C'est le genre de livre dont on ne peut prétendre l'avoir compris dans sa démarche avant de l'avoir lu en entier, et qui nécessiterait une deuxième lecture plus approfondie. Un livre bien écrit, cela dit, mais pas vraiment universitaire dans sa manière d'énoncer, en ce qu'il déroge à la règle qui veut qu'on aille du plus simple vers le plus complexe, du moins intéressant au plus original.


De quoi parle-t-il donc ? Des transformations qu'a connues Paris pendant la période 1830-1848, et des effets sur les classes pauvres, et sur la criminalité, deux réalités souvent liées dans l'opinion du temps. A chaque fois, l'auteur dissocie le phénomène sociologique dans ses effets et ses causes et leur perception, ce qui passe par un discours critique sur la vaste collection de sources de toute nature que l'auteur a pu consulter.


Qu'est-ce qui a fait de cet ouvrage un classique de la sociologie, qu'il faut avoir lu ? Son approche confrontant sources démographiques et sources qualitatives. En cela, il me fait penser aux ouvrages d'Emmanuel Todd, mais sans la rigueur conceptuelle, et avec un penchant prononcé pour la remarque de détail. Aujourd'hui, par rapport à un ouvrage universitaire, ce livre a quelque chose de touffu et d'un peu lâche dans sa conceptualisation, mais sa manière de confronter les représentations littéraires avec la réalité des statistiques administratives et la connaissance de la topographie parisienne qu'il laisse entrevoir forcent le respect.

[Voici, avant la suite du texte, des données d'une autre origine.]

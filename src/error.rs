//! Error taxonomy shared across the aggregation pipeline

use thiserror::Error;

pub type Result<T> = std::result::Result<T, Error>;

#[derive(Debug, Error)]
pub enum Error {
    #[error("invalid numeric value: {0}")]
    InvalidNumeric(String),

    #[error("price lookup failed: {0}")]
    PriceLookup(String),

    #[error("{provider} rate limit reached")]
    RateLimited { provider: &'static str },

    #[error("transport error: {0}")]
    Transport(#[from] reqwest::Error),

    /// Provider signalled "no data for this query". Classified as a
    /// successful empty result by the retry layer, never surfaced as-is.
    #[error("{provider} returned no data: {message}")]
    EmptyResult {
        provider: &'static str,
        message: String,
    },

    #[error("{provider} API error: {message}")]
    Api {
        provider: &'static str,
        message: String,
    },

    #[error("{provider} call failed after {attempts} attempts")]
    RetryExhausted {
        provider: &'static str,
        attempts: usize,
    },

    #[error("provider {origin} failed: {source}")]
    Provider {
        origin: String,
        #[source]
        source: Box<Error>,
    },

    #[error("malformed response: {0}")]
    Json(#[from] serde_json::Error),
}

impl Error {
    /// Wraps an adapter-level failure with the origin it came from.
    pub fn for_origin(self, origin: &str) -> Error {
        Error::Provider {
            origin: origin.to_string(),
            source: Box::new(self),
        }
    }
}
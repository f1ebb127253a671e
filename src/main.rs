use anyhow::Result;
use clap::{CommandFactory, Parser, Subcommand};
use comfy_table::{Cell, ContentArrangement, Table, presets::UTF8_FULL_CONDENSED};
use console::style;

use chainfolio::config::AppConfig;
use chainfolio::log::init_logging;
use chainfolio::model::Asset;
use chainfolio::{Aggregator, SortOrder};

#[derive(Parser)]
#[command(version, about)]
struct Cli {
    /// Enable verbose logging
    #[arg(short, long, global = true)]
    verbose: bool,

    /// Path to optional configuration file
    #[arg(short, long, global = true)]
    config_path: Option<String>,

    #[command(subcommand)]
    command: Option<Commands>,
}

#[derive(Subcommand)]
enum Commands {
    /// Create default configuration
    Setup,
    /// Display aggregated asset balances across all origins
    Assets {
        /// Print raw JSON instead of a table
        #[arg(long)]
        json: bool,
    },
    /// Display aggregated activity history across all origins
    Activities {
        /// Sort oldest first
        #[arg(long)]
        ascending: bool,
    },
}

#[tokio::main]
async fn main() -> Result<()> {
    let cli = Cli::parse();

    init_logging(cli.verbose);

    let result = match cli.command {
        Some(Commands::Setup) => setup(),
        Some(command) => run(command, cli.config_path.as_deref()).await,
        None => {
            Cli::command().print_help()?;
            Ok(())
        }
    };

    if let Err(e) = &result {
        tracing::error!(error = %e, "Application failed");
    }
    result
}

async fn run(command: Commands, config_path: Option<&str>) -> Result<()> {
    let config = match config_path {
        Some(path) => AppConfig::load_from_path(path)?,
        None => AppConfig::load()?,
    };
    let accounts = config.accounts.clone();
    let currency = config.currency.clone();
    let aggregator = Aggregator::new(config);

    match command {
        Commands::Assets { json } => {
            let assets = aggregator.asset_list(&accounts).await?;
            if json {
                println!("{}", serde_json::to_string_pretty(&assets)?);
            } else {
                println!("{}", assets_table(&assets, &currency));
            }
        }
        Commands::Activities { ascending } => {
            let order = if ascending {
                SortOrder::Ascending
            } else {
                SortOrder::Descending
            };
            let activities = aggregator.activities(&accounts, order).await?;
            println!("{}", serde_json::to_string_pretty(&activities)?);
        }
        Commands::Setup => unreachable!("Setup command is handled separately"),
    }
    Ok(())
}

fn assets_table(assets: &[Asset], currency: &str) -> String {
    let mut table = Table::new();
    table
        .load_preset(UTF8_FULL_CONDENSED)
        .set_content_arrangement(ContentArrangement::Dynamic);
    table.set_header(vec![
        Cell::new(style("Origin").bold().to_string()),
        Cell::new(style("Symbol").bold().to_string()),
        Cell::new(style("Name").bold().to_string()),
        Cell::new(style("Balance").bold().to_string()),
        Cell::new(style(format!("Value ({currency})")).bold().to_string()),
    ]);

    let mut total = rust_decimal::Decimal::ZERO;
    for asset in assets {
        total += asset.value;
        table.add_row(vec![
            Cell::new(&asset.origin_name),
            Cell::new(&asset.symbol),
            Cell::new(&asset.name),
            Cell::new(asset.balance.to_string()),
            Cell::new(asset.value.to_string()),
        ]);
    }

    format!(
        "{table}\n\nTotal Value ({}): {}",
        currency,
        style(total.to_string()).green().bold()
    )
}

fn setup() -> Result<()> {
    use anyhow::Context;

    let path = AppConfig::default_config_path()?;

    if path.exists() {
        anyhow::bail!("Configuration file already exists at {}", path.display());
    }

    if let Some(parent) = path.parent() {
        std::fs::create_dir_all(parent)
            .with_context(|| format!("Failed to create directory: {}", parent.display()))?;
    }

    let default_config = r#"---
currency: "USD"
fail_fast: false

accounts:
  exchanges: []
  wallets: []
"#;

    std::fs::write(&path, default_config)
        .with_context(|| format!("Failed to write config file to {}", path.display()))?;

    tracing::info!("Created default configuration at {}", path.display());
    Ok(())
}
pub mod aggregator;
pub mod config;
pub mod error;
pub mod log;
pub mod model;
pub mod names;
pub mod price;
pub mod providers;
pub mod record;
pub mod retry;
pub mod units;

pub use aggregator::{Aggregator, SortOrder};
pub use error::{Error, Result};

pub(crate) const USER_AGENT: &str = "chainfolio/0.2";

/// Per-request deadline for every provider call; bounds how long one
/// origin can stall an aggregation pass.
pub(crate) const HTTP_TIMEOUT: std::time::Duration = std::time::Duration::from_secs(10);
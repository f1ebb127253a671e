//! Batched spot-rate lookup against a CryptoCompare-style price API

use async_trait::async_trait;
use rust_decimal::Decimal;
use std::collections::HashMap;
use std::sync::Arc;
use tokio::sync::Mutex;
use tracing::{debug, instrument};

use crate::error::{Error, Result};

/// ticker -> fiat currency -> spot rate
pub type RateMap = HashMap<String, HashMap<String, Decimal>>;

#[async_trait]
pub trait RateProvider: Send + Sync {
    /// Resolves current rates for a batch of tickers against one fiat
    /// currency. Callers batch all tickers for one provider pass into a
    /// single call; a ticker missing from the result is unresolvable, not
    /// an error.
    async fn rates(&self, symbols: &[String], fiat: &str) -> Result<RateMap>;
}

/// Rate for one ticker, zero when the batch did not resolve it.
pub fn rate_for(rates: &RateMap, symbol: &str, fiat: &str) -> Decimal {
    rates
        .get(symbol)
        .and_then(|quotes| quotes.get(fiat))
        .copied()
        .unwrap_or(Decimal::ZERO)
}

pub struct CryptoCompareProvider {
    base_url: String,
    cache: Arc<Mutex<HashMap<String, RateMap>>>,
}

impl CryptoCompareProvider {
    pub fn new(base_url: &str) -> Self {
        CryptoCompareProvider {
            base_url: base_url.to_string(),
            cache: Arc::new(Mutex::new(HashMap::new())),
        }
    }
}

#[async_trait]
impl RateProvider for CryptoCompareProvider {
    #[instrument(name = "PriceBatch", skip(self, symbols), fields(count = symbols.len(), fiat = %fiat))]
    async fn rates(&self, symbols: &[String], fiat: &str) -> Result<RateMap> {
        if symbols.is_empty() {
            return Ok(RateMap::new());
        }

        let mut tickers: Vec<String> = symbols.to_vec();
        tickers.sort();
        tickers.dedup();
        let batch = tickers.join(",");
        let cache_key = format!("{batch}|{fiat}");

        {
            let cache = self.cache.lock().await;
            if let Some(cached) = cache.get(&cache_key) {
                debug!("Cache hit for price batch");
                return Ok(cached.clone());
            }
        }

        let url = format!(
            "{}/data/pricemulti?fsyms={}&tsyms={}",
            self.base_url, batch, fiat
        );
        debug!("Requesting rates from {}", url);

        let client = reqwest::Client::builder()
            .user_agent(crate::USER_AGENT)
            .timeout(crate::HTTP_TIMEOUT)
            .build()?;
        let response = client.get(&url).send().await?;

        if !response.status().is_success() {
            return Err(Error::PriceLookup(format!(
                "HTTP {} for batch {}",
                response.status(),
                batch
            )));
        }

        let text = response.text().await?;
        let rates: RateMap = serde_json::from_str(&text).map_err(|e| {
            Error::PriceLookup(format!("malformed payload for batch {batch}: {e}"))
        })?;

        let mut cache = self.cache.lock().await;
        cache.insert(cache_key, rates.clone());
        Ok(rates)
    }
}
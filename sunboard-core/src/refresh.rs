//! Periodic and on-demand refresh.
//!
//! A background task owns two timers: the data interval, which starts a full
//! fetch cycle, and the presentation tick, which only re-renders
//! time-dependent output. Manual refreshes arrive over a channel. Cycles are
//! spawned independently, so a manual refresh never cancels one in flight.

use std::{sync::Arc, time::Duration};
use tokio::{
    sync::mpsc,
    task::JoinHandle,
    time::{self, MissedTickBehavior},
};
use tracing::{debug, info};

use crate::{Config, orchestrator::RefreshOrchestrator};

/// Intervals for the background refresh task.
#[derive(Debug, Clone)]
pub struct RefreshConfig {
    /// Full data refresh.
    pub data_interval: Duration,
    /// Presentation-only tick.
    pub tick_interval: Duration,
    /// When false only manual refreshes run.
    pub auto_refresh: bool,
}

impl Default for RefreshConfig {
    fn default() -> Self {
        Self {
            data_interval: Duration::from_secs(30 * 60),
            tick_interval: Duration::from_secs(60),
            auto_refresh: true,
        }
    }
}

impl From<&Config> for RefreshConfig {
    fn from(config: &Config) -> Self {
        Self {
            data_interval: config.refresh_interval(),
            tick_interval: config.tick_interval(),
            auto_refresh: true,
        }
    }
}

#[derive(Debug, Clone, Copy, PartialEq, Eq)]
enum Command {
    Refresh,
    Shutdown,
}

/// `time::interval` panics on a zero period.
const MIN_PERIOD: Duration = Duration::from_secs(1);

/// Handle for controlling the background refresh task.
#[derive(Debug)]
pub struct RefreshHandle {
    commands: mpsc::Sender<Command>,
    task: JoinHandle<()>,
}

impl RefreshHandle {
    /// Spawns the refresh task. The first data tick fires immediately and
    /// serves as the initial load.
    pub fn spawn(orchestrator: Arc<RefreshOrchestrator>, config: RefreshConfig) -> Self {
        let (commands, mut rx) = mpsc::channel(8);

        let task = tokio::spawn(async move {
            let mut data = time::interval(config.data_interval.max(MIN_PERIOD));
            data.set_missed_tick_behavior(MissedTickBehavior::Delay);
            let mut clock = time::interval(config.tick_interval.max(MIN_PERIOD));
            clock.set_missed_tick_behavior(MissedTickBehavior::Delay);

            orchestrator.render_skeleton();
            if !config.auto_refresh {
                // Initial load still happens; only the periodic part is off.
                spawn_cycle(&orchestrator);
            }

            loop {
                tokio::select! {
                    _ = data.tick(), if config.auto_refresh => {
                        debug!("scheduled refresh");
                        spawn_cycle(&orchestrator);
                    }
                    _ = clock.tick() => {
                        orchestrator.tick().await;
                    }
                    command = rx.recv() => match command {
                        Some(Command::Refresh) => {
                            debug!("manual refresh");
                            spawn_cycle(&orchestrator);
                        }
                        Some(Command::Shutdown) | None => break,
                    },
                }
            }

            info!("refresh task stopped");
        });

        Self { commands, task }
    }

    /// Starts a cycle now, alongside any cycle already running.
    pub async fn request_refresh(&self) {
        let _ = self.commands.send(Command::Refresh).await;
    }

    /// Stops the timers and waits for the task to exit. Cycles already
    /// spawned run to completion.
    pub async fn shutdown(self) {
        let _ = self.commands.send(Command::Shutdown).await;
        let _ = self.task.await;
    }

    pub fn is_running(&self) -> bool {
        !self.task.is_finished()
    }
}

fn spawn_cycle(orchestrator: &Arc<RefreshOrchestrator>) {
    let orchestrator = Arc::clone(orchestrator);
    tokio::spawn(async move {
        // Failures are already rendered by the orchestrator.
        if let Err(err) = orchestrator.refresh_all().await {
            debug!("refresh cycle ended with error: {err}");
        }
    });
}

Pour autant, donc, la démarche n'apparaît qu'au fil du livre, et pas de manière très linéaire. La première partie, de manière surprenante, est consacrée aux représentations, donc aux sources qualitatives. Chevalier analyse d'abord les sources statistiques, puis la littérature pittoresque ("Tableaux de Paris", de Mercier, Janin), puis les grands auteurs (Balzac, plus rigoureux que Hugo, mais moins sensible au thème de la misère) et enfin la littérature sociale (Proudhon, Blanc et leurs épigones). Ce tour d'horizon est plutôt déroutant, car on ne comprend la démarche de l'auteur qu'au fur et à mesure qu'elle se dessine, et le texte nous plonge dans un commentaire de la source sans prendre le temps de nous la présenter. Autant dire que ce livre n'a pas d'intérêt pour qui n'a jamais ouvert un Hugo ou un Balzac.

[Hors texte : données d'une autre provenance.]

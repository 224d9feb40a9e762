//! Core library for the `sunboard` city weather board.
//!
//! This crate defines:
//! - Configuration & credential handling
//! - The forecast fetcher (WeatherAPI.com) and its per-city normalization
//! - Application state, the render boundary and the refresh orchestrator
//! - Periodic and manual refresh scheduling
//!
//! It is used by `sunboard-cli`, but any front-end implementing [`Renderer`] can drive it.

pub mod config;
pub mod error;
pub mod model;
pub mod orchestrator;
pub mod provider;
pub mod refresh;
pub mod render;
pub mod state;

pub use config::Config;
pub use error::SunboardError;
pub use model::{City, CityWeatherView, DisplayMode, Reading, UvLevel};
pub use orchestrator::{CycleSummary, RefreshOrchestrator};
pub use provider::{ForecastProvider, provider_from_config, weatherapi::WeatherApiProvider};
pub use refresh::{RefreshConfig, RefreshHandle};
pub use render::Renderer;
pub use state::{AppState, CardStatus};
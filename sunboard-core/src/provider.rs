use crate::{
    CityWeatherView, Config, SunboardError, model::City, provider::weatherapi::WeatherApiProvider,
};
use async_trait::async_trait;
use std::fmt::Debug;

pub mod weatherapi;

/// Fetches and normalizes weather for a single city.
#[async_trait]
pub trait ForecastProvider: Send + Sync + Debug {
    async fn fetch_city(&self, city: &City) -> Result<CityWeatherView, SunboardError>;
}

/// Construct the WeatherAPI.com provider from config.
///
/// Fails with a configuration error when the key is missing or still the placeholder.
pub fn provider_from_config(config: &Config) -> Result<WeatherApiProvider, SunboardError> {
    let api_key = config.credential()?;

    Ok(WeatherApiProvider::new(api_key.to_owned())
        .with_base_url(config.base_url.clone())
        .with_forecast_days(config.forecast_days))
}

La deuxième partie, "Le crime, expression d'un état pathologique, considéré dans ses causes", revient sur les causes, perçues par les contemporains ou réelles, du développement d'une nouvelle criminalité urbaine, différente de la criminalité d'Ancien régime. Si les journaux, les essayistes de l'époque cherchent des causes dans la morphologie urbaine (exposition au nord des rues, manque d'espace, mauvaise aération, humidité, etc...), la réalité vient surtout d'un accroissement démographique lié à l'immigration, à la différence de Londres, par exemple, qui croît davantage par son croît naturel. Par ailleurs la population parisienne compte, dans ses classes d'âge, moins de nourrissons, moins de vieillards, et davantage d'hommes jeunes, entre 15 et 40 ans que le reste de la France. La présence féminine, en revanche, est plus rare, et se concentre surtout dans les beaux quartiers. La discussion autour de la composition et de l'évolution de cette évolution démographique indéniable est passionante et bien fournie. On y voit notamment que les nouveaux arrivants s'entassent en général dans les quartiers déjà surpeuplés, le pire étant le XIIe arrondissement, tandis que l'ouest est plus aisé.


La troisième partie, "Le crime, expression d'un état pathologique, considéré dans ses effets" s'intéresse aux manifestations du crime et aux rapports de ce dernier aux classes laborieuses. C'est une partie très variée dans les sujets abordés, parfois difficile à suivre dans sa démarche. L'auteur cherche à saisir la détérioration des conditions sociales à travers les suicides d'ouvriers, le rapport des migrants à leur milieu de départ et à leur milieu d'accueil, la fécondité, caractérisée par la prédominance des unions libres et les causes de la mortalité. La deuxième sous-partie, consacrée à l'opinion, m'est plutôt passée au-dessus. C'est en gros la manière dont le peuple est perçu par : les bourgeois, Balzac, le peuple et la physiognomonie à la Lavater. Enfin, une troisième sous-partie sur le comportement évoque les violences compagnonniques, la naissance de la savate, mais c'est assez détaché du reste de la démonstration.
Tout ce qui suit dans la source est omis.